A real plague of locusts is significantly scarier and more destructive than the swarming cycles of cicadas. Locusts are usually solitary creatures, until they experience a food shortage. Then they transform. They start to follow each other in the same direction in search of food. They even change size and color, like Bruce Banner becoming The Hulk. Locusts will strip a field bare, and cause food shortages for humans.
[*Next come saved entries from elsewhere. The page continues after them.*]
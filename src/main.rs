use anyhow::Context;
use clap::{Arg, ArgAction, Command};
use futures::StreamExt;
use krishi_chat::{ChatClient, ChatSession, ClientConfig, Conversation};
use std::io::{self, Write};
use tokio::io::{AsyncBufReadExt, BufReader};
use tokio_stream::wrappers::LinesStream;

const DEFAULT_GREETING: &str =
    "Namaste! I'm your farming assistant. Ask me about crops, equipment, labour or FPOs.";

#[tokio::main]
async fn main() -> anyhow::Result<()> {
    krishi_chat::init_logging();

    let matches = Command::new("krishi-chat")
        .version(env!("CARGO_PKG_VERSION"))
        .about("Chat with the Krishi marketplace farming assistant")
        .arg(
            Arg::new("config")
                .long("config")
                .value_name("FILE")
                .help("JSON file with the client configuration")
                .action(ArgAction::Set),
        )
        .arg(
            Arg::new("endpoint")
                .long("endpoint")
                .value_name("URL")
                .help("Chat-completion endpoint, overrides the configuration")
                .action(ArgAction::Set),
        )
        .arg(
            Arg::new("model")
                .long("model")
                .value_name("MODEL")
                .help("Model to request")
                .action(ArgAction::Set),
        )
        .arg(
            Arg::new("message")
                .long("message")
                .short('m')
                .value_name("TEXT")
                .help("Send one message and exit instead of starting a chat")
                .action(ArgAction::Set),
        )
        .get_matches();

    let mut config = match matches.get_one::<String>("config") {
        Some(path) => ClientConfig::from_file(path)
            .with_context(|| format!("failed to load configuration from {path}"))?,
        None => ClientConfig::from_env().context("no --config given and environment is incomplete")?,
    };
    if let Some(endpoint) = matches.get_one::<String>("endpoint") {
        config.endpoint = endpoint.clone();
        config.validate()?;
    }
    if let Some(model) = matches.get_one::<String>("model") {
        config.model = Some(model.clone());
    }

    let client = ChatClient::new(&config).context("failed to build chat client")?;
    let greeting = config
        .greeting
        .clone()
        .unwrap_or_else(|| DEFAULT_GREETING.to_string());
    let mut session = ChatSession::new(client, Conversation::with_greeting(greeting.clone()));

    if let Some(message) = matches.get_one::<String>("message") {
        return exchange(&mut session, message).await;
    }

    println!("{greeting}");
    prompt()?;
    let mut lines = LinesStream::new(BufReader::new(tokio::io::stdin()).lines());
    while let Some(line) = lines.next().await {
        let line = line?;
        if line.trim().is_empty() {
            prompt()?;
            continue;
        }
        // failures are already shown as the fallback reply
        let _ = exchange(&mut session, &line).await;
        prompt()?;
    }

    Ok(())
}

/// Send one message, printing each new fragment as it arrives.
async fn exchange(session: &mut ChatSession, message: &str) -> anyhow::Result<()> {
    let mut printed = 0;
    let result = session
        .send(message, |text| {
            print!("{}", &text[printed..]);
            let _ = io::stdout().flush();
            printed = text.len();
        })
        .await;
    if printed > 0 {
        println!();
    }
    if result.is_err() {
        if let Some(fallback) = session.conversation().last() {
            println!("{}", fallback.content);
        }
    }
    result.map_err(Into::into)
}

fn prompt() -> io::Result<()> {
    print!("> ");
    io::stdout().flush()
}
I still equate the loud sounds of insects at dusk with the ending of summer and the beginning of school. This sound is largely cicadas. The soft buzzing sound of locusts may add harmony. Katydids provide a raspy, higher-pitched percussion, their mating call. “Katydid” is not a folk name for cicadas or locusts, as I also mistakenly thought. They are cricket-like and include over six thousand species, most of which are light green.
The forest sounds of approaching autumn are more variegated and complex than I imaged. What I thought were locusts are many species of several different distinct animals. The older I get, the wiser it seems to consider the possibility that on almost any fact, I might be completely wrong. The things I am most likely to be wrong about are the things I have been sure about the longest.